When I first found Max and C4 Cycleworks, the product was already speaking fluently: handmade carbon, serious riders, serious price tags.
But the brand wasn’t. The original mark wasn’t “bad”—it was built for one job: live on the bar top and read fast. The problem was what happened when C4 had to sit next to names like Campagnolo, ZIPP, HED, FFWD—brands that look as premium as the parts they sell.
So I reached out. Not to pitch a trendy makeover—just to show what C4 could look like with the same discipline as the carbon. I built directions, listened, refined, rebuilt.
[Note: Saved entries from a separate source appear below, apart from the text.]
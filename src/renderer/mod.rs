//! Rendering module
//!
//! Views draw through the [`Surface`] trait using a handful of 2D primitives.
//! The browser backs it with a Canvas2D context; tests record the calls.

pub mod pong_view;
pub mod tetris_view;

pub use pong_view::draw_pong;
pub use tetris_view::draw_tetris;

/// RGBA color, 8 bits per channel
#[derive(Debug, Clone, Copy, PartialEq, Eq)]
pub struct Color {
    pub r: u8,
    pub g: u8,
    pub b: u8,
    pub a: u8,
}

impl Color {
    pub const fn rgb(r: u8, g: u8, b: u8) -> Self {
        Self { r, g, b, a: 255 }
    }

    pub const fn rgba(r: u8, g: u8, b: u8, a: u8) -> Self {
        Self { r, g, b, a }
    }

    pub const WHITE: Color = Color::rgb(255, 255, 255);
    pub const BLACK: Color = Color::rgb(0, 0, 0);
    pub const GREY: Color = Color::rgb(128, 128, 128);
    pub const GOLD: Color = Color::rgb(255, 215, 0);
    /// Dims whatever is underneath
    pub const SHADE: Color = Color::rgba(0, 0, 0, 170);

    /// CSS color string
    pub fn to_css(self) -> String {
        if self.a == 255 {
            format!("#{:02x}{:02x}{:02x}", self.r, self.g, self.b)
        } else {
            format!(
                "rgba({}, {}, {}, {:.3})",
                self.r,
                self.g,
                self.b,
                f32::from(self.a) / 255.0
            )
        }
    }
}

#[derive(Debug, Clone, Copy, PartialEq, Eq)]
pub enum TextAlign {
    Left,
    Center,
}

/// Something views can draw on. Coordinates are logical pixels with the
/// origin at the top-left.
pub trait Surface {
    /// Drawable width and height
    fn size(&self) -> (f32, f32);

    fn clear(&mut self, color: Color);

    fn fill_rect(&mut self, x: f32, y: f32, w: f32, h: f32, color: Color);

    /// `y` is the text baseline
    fn draw_text(&mut self, text: &str, x: f32, y: f32, size: f32, color: Color, align: TextAlign);
}

/// Shade the surface and list `lines` centered under a title
pub fn draw_panel<S: Surface>(surface: &mut S, title: &str, lines: &[String]) {
    let (width, height) = surface.size();
    surface.fill_rect(0.0, 0.0, width, height, Color::SHADE);
    let cx = width / 2.0;
    surface.draw_text(title, cx, height * 0.25, 48.0, Color::GOLD, TextAlign::Center);
    for (i, line) in lines.iter().enumerate() {
        let y = height * 0.25 + 70.0 + i as f32 * 36.0;
        surface.draw_text(line, cx, y, 26.0, Color::WHITE, TextAlign::Center);
    }
}

#[cfg(test)]
pub(crate) mod recording {
    use super::*;

    #[derive(Debug, Clone, PartialEq)]
    pub enum DrawOp {
        Clear(Color),
        Rect { x: f32, y: f32, w: f32, h: f32, color: Color },
        Text { text: String, x: f32, y: f32 },
    }

    #[derive(Debug)]
    pub struct RecordingSurface {
        pub ops: Vec<DrawOp>,
        pub size: (f32, f32),
    }

    impl Default for RecordingSurface {
        fn default() -> Self {
            Self {
                ops: Vec::new(),
                size: (1400.0, 1000.0),
            }
        }
    }

    impl RecordingSurface {
        pub fn texts(&self) -> Vec<String> {
            self.ops
                .iter()
                .filter_map(|op| match op {
                    DrawOp::Text { text, .. } => Some(text.clone()),
                    _ => None,
                })
                .collect()
        }

        pub fn rects_of(&self, color: Color) -> usize {
            self.ops
                .iter()
                .filter(|op| matches!(op, DrawOp::Rect { color: c, .. } if *c == color))
                .count()
        }
    }

    impl Surface for RecordingSurface {
        fn size(&self) -> (f32, f32) {
            self.size
        }

        fn clear(&mut self, color: Color) {
            self.ops.push(DrawOp::Clear(color));
        }

        fn fill_rect(&mut self, x: f32, y: f32, w: f32, h: f32, color: Color) {
            self.ops.push(DrawOp::Rect { x, y, w, h, color });
        }

        fn draw_text(
            &mut self,
            text: &str,
            x: f32,
            y: f32,
            _size: f32,
            _color: Color,
            _align: TextAlign,
        ) {
            self.ops.push(DrawOp::Text {
                text: text.to_string(),
                x,
                y,
            });
        }
    }
}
It took a minute to land… until it finally clicked.
That’s when it stopped being a logo conversation and became a system.
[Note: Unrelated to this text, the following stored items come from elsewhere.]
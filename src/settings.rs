//! Game rules, key bindings and preferences
//!
//! Persisted in LocalStorage as JSON. Missing fields fall back to defaults,
//! so settings saved by an older build still load.

use serde::{Deserialize, Serialize};

use crate::error::SettingsError;
use crate::input::{ControlMap, RepeatTiming};
use crate::sim::{PaddleAction, PongRules, TetrisAction, TetrisRules};

/// Key bindings for every seat
#[derive(Debug, Clone, PartialEq, Serialize, Deserialize)]
#[serde(default)]
pub struct Controls {
    /// Single player against the AI: both key sets move the paddle
    pub pong_solo: ControlMap<PaddleAction>,
    pub pong_left: ControlMap<PaddleAction>,
    pub pong_right: ControlMap<PaddleAction>,
    /// One map per local tetris board
    pub tetris: Vec<ControlMap<TetrisAction>>,
}

impl Default for Controls {
    fn default() -> Self {
        let pong_left = ControlMap::new()
            .bind("w", PaddleAction::Up)
            .bind("s", PaddleAction::Down);
        let pong_right = ControlMap::new()
            .bind("ArrowUp", PaddleAction::Up)
            .bind("ArrowDown", PaddleAction::Down);
        let tetris = vec![
            ControlMap::new()
                .bind("a", TetrisAction::Left)
                .bind("d", TetrisAction::Right)
                .bind("s", TetrisAction::Down)
                .bind("w", TetrisAction::Rotate),
            ControlMap::new()
                .bind("ArrowLeft", TetrisAction::Left)
                .bind("ArrowRight", TetrisAction::Right)
                .bind("ArrowDown", TetrisAction::Down)
                .bind("ArrowUp", TetrisAction::Rotate),
        ];
        Self {
            pong_solo: pong_left.clone().merged(&pong_right),
            pong_left,
            pong_right,
            tetris,
        }
    }
}

#[derive(Debug, Clone, PartialEq, Serialize, Deserialize)]
#[serde(default)]
pub struct Settings {
    pub pong: PongRules,
    pub tetris: TetrisRules,
    pub repeat: RepeatTiming,
    pub controls: Controls,
    /// Whether tetris results count toward the ladder
    pub ranked: bool,
}

impl Default for Settings {
    fn default() -> Self {
        Self {
            pong: PongRules::default(),
            tetris: TetrisRules::default(),
            repeat: RepeatTiming::default(),
            controls: Controls::default(),
            ranked: true,
        }
    }
}

impl Settings {
    /// LocalStorage key
    const STORAGE_KEY: &'static str = "arena_arcade_settings";

    pub fn from_json(json: &str) -> Result<Self, SettingsError> {
        Ok(serde_json::from_str(json)?)
    }

    pub fn to_json(&self) -> Result<String, SettingsError> {
        Ok(serde_json::to_string(self)?)
    }

    /// Number of tetris boards that can share the keyboard
    pub fn max_local_tetris_players(&self) -> usize {
        self.controls.tetris.len()
    }

    /// Load settings from LocalStorage (WASM only)
    #[cfg(target_arch = "wasm32")]
    pub fn load() -> Self {
        let storage = web_sys::window()
            .and_then(|w| w.local_storage().ok())
            .flatten();

        if let Some(storage) = storage
            && let Ok(Some(json)) = storage.get_item(Self::STORAGE_KEY)
        {
            match Self::from_json(&json) {
                Ok(settings) => {
                    log::info!("Loaded settings from LocalStorage");
                    return settings;
                }
                Err(e) => log::warn!("Ignoring stored settings: {}", e),
            }
        }

        log::info!("Using default settings");
        Self::default()
    }

    /// Save settings to LocalStorage (WASM only)
    #[cfg(target_arch = "wasm32")]
    pub fn save(&self) {
        let storage = web_sys::window()
            .and_then(|w| w.local_storage().ok())
            .flatten();

        if let Some(storage) = storage {
            match self.to_json() {
                Ok(json) => {
                    log_write(storage.set_item(Self::STORAGE_KEY, &json));
                }
                Err(e) => log::warn!("Could not save settings: {}", e),
            }
        }
    }

    /// Native stubs
    #[cfg(not(target_arch = "wasm32"))]
    pub fn load() -> Self {
        Self::default()
    }

    #[cfg(not(target_arch = "wasm32"))]
    pub fn save(&self) {
        log::debug!("Settings persistence is browser-only ({})", Self::STORAGE_KEY);
    }
}

/// Log a storage write; true if it went through
#[cfg_attr(not(target_arch = "wasm32"), allow(dead_code))]
fn log_write<E: std::fmt::Debug>(result: Result<(), E>) -> bool {
    match result {
        Ok(()) => {
            log::info!("Settings saved");
            true
        }
        Err(e) => {
            log::warn!("Could not write settings to storage: {:?}", e);
            false
        }
    }
}

#[cfg(test)]
mod tests {
    use super::*;
    use crate::sim::TetrisVariant;

    #[test]
    fn test_defaults_match_house_rules() {
        let s = Settings::default();
        assert_eq!(s.pong.target_score, 5);
        assert_eq!(s.pong.field_width, 1400.0);
        assert_eq!(s.tetris.rows, 22);
        assert_eq!(s.tetris.variant, TetrisVariant::Standard);
        assert_eq!(s.repeat.initial_delay_ms, 300.0);
        assert_eq!(s.max_local_tetris_players(), 2);
    }

    #[test]
    fn test_solo_controls_accept_both_key_sets() {
        let c = Controls::default();
        assert_eq!(c.pong_solo.action_for("w"), Some(PaddleAction::Up));
        assert_eq!(c.pong_solo.action_for("ArrowDown"), Some(PaddleAction::Down));
        assert_eq!(c.pong_left.action_for("ArrowDown"), None);
    }

    #[test]
    fn test_json_round_trip_keeps_overrides() {
        let mut s = Settings::default();
        s.pong.target_score = 11;
        s.tetris.variant = TetrisVariant::Classic;
        let back = Settings::from_json(&s.to_json().unwrap()).unwrap();
        assert_eq!(back, s);
    }

    #[test]
    fn test_partial_json_fills_defaults() {
        let s = Settings::from_json(r#"{"ranked": false}"#).unwrap();
        assert!(!s.ranked);
        assert_eq!(s.pong, PongRules::default());
    }

    #[test]
    fn test_garbage_json_is_an_error() {
        assert!(matches!(
            Settings::from_json("not json"),
            Err(SettingsError::Json(_))
        ));
    }

    #[test]
    fn test_failed_storage_write_is_not_reported_saved() {
        assert!(log_write::<&str>(Ok(())));
        assert!(!log_write(Err("QuotaExceededError")));
    }
}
This is the C4 Visual Identity System: a flexible toolkit for a custom builder—quiet when the client wants stealth, bold when they want to announce themselves, premium either way. Mark. Type. Color. Photography direction. Real-world applications. The goal wasn’t rules for the sake of rules. It was consistency with range.



C4 started with bars and moved toward more ambitious territory. I built the identity to scale the same way—so it could stretch into whatever comes next without losing its voice.
• What you put out comes back
• If you don’t have a great project, make one
• Your portfolio should point forward.
This was that—built in carbon language, translated into brand.